Urlaubsabgeltung für Beamte: Bahnt sich eine neue Entwicklung an? Verwaltungsgericht Frankfurt/Main fordert Entscheidung des Europäischen Gerichtshofes

Arbeit Betrieb
06.11.20102164 Mal gelesen
Im deutschen Beamtenrecht gilt der Grundsatz, dass nicht genommener Urlaub nicht ausgezahlt wird. Möglicherweise kommt Bewegung in die Lage.

Denn der Europäische Gerichtshof war in einem Vorabentscheidungsurteil vom 20. Januar 2009 (Schultz-Hoff gegen Deutsche Rentenversicherung Bund, C?350/06) zu dem Ergebnis gekommen, "dass der Anspruch auf bezahlten Jahresurlaub bei Ablauf des Bezugszeitraums und/oder eines Übertragungszeitraums nicht erlöschen darf, wenn der Arbeitnehmer während des gesamten Bezugszeitraums oder eines Teils davon krankgeschrieben war und seine Arbeitsunfähigkeit bis zum Ende seines Arbeitsverhältnisses fortgedauert hat, weshalb er seinen Anspruch auf bezahlten Jahresurlaub nicht ausüben konnte."

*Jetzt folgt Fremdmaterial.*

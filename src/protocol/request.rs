//! Request frames and the length-prefixed message builder.
//!
//! A request message on the wire:
//!
//! ```text
//! ┌──────────┬─────────┬─────────────┬────────────────┬───────────┬──────┐
//! │ length   │ api_key │ api_version │ correlation_id │ client_id │ ...  │
//! │ 4 bytes  │ 2 bytes │ 2 bytes     │ 4 bytes        │ nullable  │ body │
//! │ uint32 BE│ int16 BE│ int16 BE    │ int32 BE       │ string    │      │
//! └──────────┴─────────┴─────────────┴────────────────┴───────────┴──────┘
//! ```
//!
//! plus a one-byte empty tagged-field section between `client_id` and the
//! body. The length prefix counts everything after itself.

use bytes::Bytes;

use super::encode::{
    encode_int16, encode_int32, encode_nullable_string, encode_tagged_fields_empty, encode_uint32,
    to_hex,
};
use crate::error::Result;

/// Size of the length prefix in bytes.
pub const LENGTH_PREFIX_SIZE: usize = 4;

/// API key of an ApiVersions request.
pub const API_KEY_API_VERSIONS: i16 = 18;

/// API key of a Metadata request.
pub const API_KEY_METADATA: i16 = 3;

/// Client id sent by the basic request/response check.
pub const DEFAULT_CLIENT_ID: &str = "test-client";

/// Client id sent by clients in the graceful-shutdown check.
pub const SHUTDOWN_CLIENT_ID: &str = "shutdown-test-client";

/// One logical protocol request before serialization.
#[derive(Debug, Clone, PartialEq, Eq)]
pub struct RequestFrame {
    /// Identifies the request type (18 = ApiVersions, 3 = Metadata).
    pub api_key: i16,
    /// Version of the request schema.
    pub api_version: i16,
    /// Caller-chosen id a well-behaved broker must echo back.
    pub correlation_id: i32,
    /// Optional client id. `None` encodes as the null marker, which is
    /// distinct from an empty string.
    pub client_id: Option<String>,
    /// Request-type-specific body, possibly empty.
    pub body: Bytes,
}

impl RequestFrame {
    /// Serialize into a length-prefixed [`EncodedMessage`].
    pub fn encode(&self) -> Result<EncodedMessage> {
        build_request(
            i64::from(self.api_key),
            i64::from(self.api_version),
            i64::from(self.correlation_id),
            self.client_id.as_deref(),
            &self.body,
        )
    }
}

/// An immutable, fully serialized message: 4-byte big-endian unsigned
/// length prefix followed by header and body.
///
/// Invariant: the prefix always equals the byte length of everything that
/// follows it. [`build_request`] is the only constructor.
#[derive(Debug, Clone, PartialEq, Eq)]
pub struct EncodedMessage(Bytes);

impl EncodedMessage {
    /// The full message bytes, prefix included.
    #[inline]
    pub fn as_bytes(&self) -> &[u8] {
        &self.0
    }

    /// Total message size in bytes, prefix included.
    #[inline]
    pub fn len(&self) -> usize {
        self.0.len()
    }

    /// True only for a message with an empty byte sequence; never the
    /// case for a built request (the prefix alone is 4 bytes).
    #[inline]
    pub fn is_empty(&self) -> bool {
        self.0.is_empty()
    }

    /// The length declared by the 4-byte prefix.
    pub fn declared_len(&self) -> u32 {
        u32::from_be_bytes([self.0[0], self.0[1], self.0[2], self.0[3]])
    }

    /// Lowercase hex dump of the full message.
    pub fn to_hex(&self) -> String {
        to_hex(&self.0)
    }
}

/// Build a complete length-prefixed request message.
///
/// Concatenates `int16(api_key) || int16(api_version) ||
/// int32(correlation_id) || nullable_string(client_id) ||
/// tagged_fields_empty() || body`, then prepends the uint32 byte length
/// of that concatenation.
///
/// Guarantee: `message[0..4]` decoded as big-endian unsigned equals
/// `message.len() - 4` exactly.
///
/// # Errors
///
/// Returns [`HarnessError::Encoding`](crate::HarnessError::Encoding) if
/// any value is out of range for its wire type.
pub fn build_request(
    api_key: i64,
    api_version: i64,
    correlation_id: i64,
    client_id: Option<&str>,
    body: &[u8],
) -> Result<EncodedMessage> {
    let mut payload = Vec::with_capacity(16 + body.len());
    payload.extend_from_slice(&encode_int16(api_key)?);
    payload.extend_from_slice(&encode_int16(api_version)?);
    payload.extend_from_slice(&encode_int32(correlation_id)?);
    payload.extend_from_slice(&encode_nullable_string(client_id)?);
    payload.extend_from_slice(&encode_tagged_fields_empty());
    payload.extend_from_slice(body);

    let mut message = Vec::with_capacity(LENGTH_PREFIX_SIZE + payload.len());
    message.extend_from_slice(&encode_uint32(payload.len() as u64)?);
    message.extend_from_slice(&payload);
    Ok(EncodedMessage(Bytes::from(message)))
}

/// Build an ApiVersions request (api_key = 18, version 1).
///
/// Carries a non-null client id and an empty body. This is the request a
/// real client typically sends first, so it is the harness's default
/// probe frame.
pub fn api_versions_request(correlation_id: i32, client_id: &str) -> Result<EncodedMessage> {
    build_request(
        i64::from(API_KEY_API_VERSIONS),
        1,
        i64::from(correlation_id),
        Some(client_id),
        &[],
    )
}

/// Build a Metadata request (api_key = 3, version 1).
///
/// Carries a *null* client id — exercising the null-string decode path —
/// and a body consisting solely of a 4-byte signed topic count of zero
/// ("no topics requested").
pub fn metadata_request(correlation_id: i32) -> Result<EncodedMessage> {
    let body = encode_int32(0)?;
    build_request(
        i64::from(API_KEY_METADATA),
        1,
        i64::from(correlation_id),
        None,
        &body,
    )
}

#[cfg(test)]
mod tests {
    use super::*;

    #[test]
    fn test_length_prefix_matches_remainder() {
        let msg = build_request(18, 1, 1, Some("test-client"), &[]).unwrap();
        assert_eq!(msg.declared_len() as usize, msg.len() - LENGTH_PREFIX_SIZE);
    }

    #[test]
    fn test_api_versions_worked_example() {
        // (api_key=18, api_version=1, correlation_id=1, "test-client"):
        // header = 2 + 2 + 4 + (2 + 11) + 1 = 22 bytes, total 26.
        let msg = api_versions_request(1, DEFAULT_CLIENT_ID).unwrap();
        assert_eq!(msg.declared_len(), 22);
        assert_eq!(msg.len(), 26);

        let bytes = msg.as_bytes();
        assert_eq!(&bytes[0..4], &[0x00, 0x00, 0x00, 0x16]); // length = 22
        assert_eq!(&bytes[4..6], &[0x00, 0x12]); // api_key = 18
        assert_eq!(&bytes[6..8], &[0x00, 0x01]); // api_version = 1
        assert_eq!(&bytes[8..12], &[0x00, 0x00, 0x00, 0x01]); // correlation_id
        assert_eq!(&bytes[12..14], &[0x00, 0x0B]); // client_id len = 11
        assert_eq!(&bytes[14..25], b"test-client");
        assert_eq!(bytes[25], 0x00); // empty tagged fields
    }

    #[test]
    fn test_metadata_worked_example() {
        // (api_key=3, api_version=1, correlation_id=2, null client_id,
        // body = int32 topic count 0): 2 + 2 + 4 + 2 + 0 + 1 + 4 = 15,
        // total 19.
        let msg = metadata_request(2).unwrap();
        assert_eq!(msg.declared_len(), 15);
        assert_eq!(msg.len(), 19);

        let bytes = msg.as_bytes();
        assert_eq!(&bytes[4..6], &[0x00, 0x03]); // api_key = 3
        assert_eq!(&bytes[12..14], &[0xFF, 0xFF]); // null client_id
        assert_eq!(bytes[14], 0x00); // empty tagged fields
        assert_eq!(&bytes[15..19], &[0x00, 0x00, 0x00, 0x00]); // topic count
    }

    #[test]
    fn test_length_prefix_holds_across_inputs() {
        let cases: &[(i64, i64, i64, Option<&str>, &[u8])] = &[
            (18, 1, 1, Some("test-client"), &[]),
            (3, 1, 2, None, &[0, 0, 0, 0]),
            (18, 0, i64::from(i32::MAX), Some(""), &[]),
            (3, 4, -7, Some("x"), &[1, 2, 3, 4, 5]),
            (0, 0, 0, None, &[]),
        ];
        for &(key, version, corr, client, body) in cases {
            let msg = build_request(key, version, corr, client, body).unwrap();
            assert_eq!(
                msg.declared_len() as usize,
                msg.len() - LENGTH_PREFIX_SIZE,
                "prefix mismatch for api_key={key}"
            );
        }
    }

    #[test]
    fn test_null_and_empty_client_id_differ() {
        let with_empty = build_request(18, 1, 1, Some(""), &[]).unwrap();
        let with_null = build_request(18, 1, 1, None, &[]).unwrap();
        assert_ne!(with_empty.as_bytes(), with_null.as_bytes());
        assert_eq!(with_empty.declared_len(), 11); // 2+2+4+2+0+1
        assert_eq!(with_null.declared_len(), 11); // same size, different bytes
        assert_eq!(&with_empty.as_bytes()[12..14], &[0x00, 0x00]);
        assert_eq!(&with_null.as_bytes()[12..14], &[0xFF, 0xFF]);
    }

    #[test]
    fn test_out_of_range_api_key_rejected() {
        assert!(build_request(i64::from(i16::MAX) + 1, 1, 1, None, &[]).is_err());
        assert!(build_request(18, 1, i64::from(i32::MAX) + 1, None, &[]).is_err());
    }

    #[test]
    fn test_encoding_is_idempotent() {
        let a = api_versions_request(1, DEFAULT_CLIENT_ID).unwrap();
        let b = api_versions_request(1, DEFAULT_CLIENT_ID).unwrap();
        assert_eq!(a.as_bytes(), b.as_bytes());

        let frame = RequestFrame {
            api_key: API_KEY_METADATA,
            api_version: 1,
            correlation_id: 2,
            client_id: None,
            body: Bytes::from_static(&[0, 0, 0, 0]),
        };
        assert_eq!(
            frame.encode().unwrap().as_bytes(),
            frame.encode().unwrap().as_bytes()
        );
    }

    #[test]
    fn test_request_frame_matches_free_function() {
        let frame = RequestFrame {
            api_key: API_KEY_API_VERSIONS,
            api_version: 1,
            correlation_id: 1,
            client_id: Some(DEFAULT_CLIENT_ID.to_string()),
            body: Bytes::new(),
        };
        let from_frame = frame.encode().unwrap();
        let from_builder = api_versions_request(1, DEFAULT_CLIENT_ID).unwrap();
        assert_eq!(from_frame.as_bytes(), from_builder.as_bytes());
    }

    #[test]
    fn test_hex_dump_of_metadata_request() {
        let msg = metadata_request(2).unwrap();
        assert_eq!(msg.to_hex(), "0000000f0003000100000002ffff0000000000");
    }
}
use super::error_code::{self, RcaErrorCode};
use super::{ConfigError, ForestError};

/// Top-level error. Aggregates subsystem errors via `From` conversions.
#[derive(Debug, thiserror::Error)]
pub enum RcaError {
    #[error("forest error: {0}")]
    Forest(#[from] ForestError),

    #[error("configuration error: {0}")]
    Config(#[from] ConfigError),

    #[error("serialization error: {0}")]
    Serialization(#[from] serde_json::Error),
}

/// Convenience alias used across the workspace.
pub type RcaResult<T> = Result<T, RcaError>;

impl RcaErrorCode for RcaError {
    fn error_code(&self) -> &'static str {
        match self {
            Self::Forest(e) => e.error_code(),
            Self::Config(e) => e.error_code(),
            Self::Serialization(_) => error_code::SERIALIZATION,
        }
    }
}
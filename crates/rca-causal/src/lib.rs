//! # rca-causal
//!
//! The "5 Whys" engine. Keeps one causal forest section per validated cause,
//! each an in-memory grid graph (`petgraph`) of `cv`/`why`/`root` nodes.
//! Structural edits, derived labels, grid geometry, and reconciliation with
//! the upstream causes list.

pub mod engine;
pub mod graph;
pub mod label;
pub mod layout;
pub mod spans;
pub mod store;
pub mod sync;
pub mod tracing_setup;
pub mod view;

pub use engine::WhysEngine;
pub use graph::SectionGraph;
pub use label::{derive_label, derive_labels, Label};
pub use layout::{Connector, ConnectorKind, GridGeometry, Point, Size};
pub use store::{Affordances, ForestStore, MutationOutcome, Rejection, Section};
pub use sync::{ForestDispatcher, ReconcileReport, Reconciler};
pub use tracing_setup::init_tracing;
pub use view::{CardView, SectionView};
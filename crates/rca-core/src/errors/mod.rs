//! Error handling for the RCA forest.
//! One error enum per subsystem, `thiserror` only, rolled up into [`RcaError`].

pub mod config_error;
pub mod error_code;
pub mod forest_error;
pub mod rca_error;

pub use config_error::ConfigError;
pub use error_code::RcaErrorCode;
pub use forest_error::ForestError;
pub use rca_error::{RcaError, RcaResult};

Pressemitteilung des EuGH Nr. 4/09 vom 20.01.2009

Urteil vom 20.01.2009 (verbundene Rechtssachen C-350/06 und C-520/06)

Mehrere deutsche Verwaltungsgerichte haben sich inzwischen mit der Frage beschäftigt, ob dieses Urteil auch auf das deutsche Beamtenrecht übertragen werden muss. Die Ergebnisse sind unterschiedlich:

  • Das Verwaltungsgericht Berlin hatte in einem Urteil vom 10.06.2010 entschieden, dass einer Beamtin  "in unmittelbarer Anwendung der Richtlinie 2003/88/EG des Europäischen Parlaments und des Rates vom 4. November 2003 über bestimmte Aspekte der Arbeitszeitgestaltung (Amtsblatt der Europäischen Union L 299 vom 18. November 2003, Seite 9 ff.) die finanzielle Abgeltung des nicht verjährten Mindestjahresurlaubs von vier Wochen zusteht, soweit sie im jeweiligen Jahr nicht bereits Erholungsurlaub hatte, in anteiliger Höhe ihres Gehalts zur Zeit des Eintritts in den Ruhestand."  10.06.2010, 5 K 175.09, http://www.gerichtsentscheidungen.berlin-brandenburg.de/jportal/?quelle=jlink&docid=JURE100063581&psml=sammlung.psml&max=true&bs=10
  • Das Verwaltungsgericht Hannover hält die Entscheidung des EuGH dagegen grundsätzlich für nicht übertragbar. VG Hannover 15.10.2009, 13 A 2003/09 http://www.dbovg.niedersachsen.de/Entscheidung.asp?Ind=05200200900200313 A&Style=PRN
  • Das Verwaltungsgericht Frankfurt/Main hält die Entscheidung des EuGH zwar ebenfalls für übertragbar, sah sich zu einer eigenen Entscheidung jedoch noch nicht in der Lage und legte die Frage dem Europäischen Gerichtshof zur Klärung vor: Wörtlich: "Zwar kennt das Beamtenrecht keinen § 7 Abs.4 BUrlG vergleichbaren, für Beschäftigte im Arbeitsverhältnis vorgesehenen Abgeltungsanspruch. In diesem Fall muss jedoch unmittelbar auf die Anspruchsgrundlage des Art. 7 Abs. 2 RL 2003/88/EG zurückgegriffen werden, um den Vorrang des Unionsrechts zu wahren." 25.06.2010, 9 K 836/10.F: http://www.lareda.hessenrecht.hessen.de/jportal/portal/t/d3n/page/bslaredaprod.psml?action=controls.jw.PrintOrSaveDocumentContent&case=save

Was ist zu tun:  Ein Zahlungsanspruch muss zeitnah geltend gemacht werden. Die Verwaltungsgerichte verlangen in der Regel, dass der Anspruch auf amtsangemessene Besoldung über die im Gesetz vorgeschriebene Höhe hinaus zeitnah, also während des jeweils laufenden Haushaltsjahres geltend gemacht werden muss.Betroffene Beamte sollten also schon jetzt, ohne den Ausgang des Verfahrens vor dem EuGH abzuwarten, einen Anspruch auf Urlaubsabgeltung stellen, um ihre Rechte zu sichern.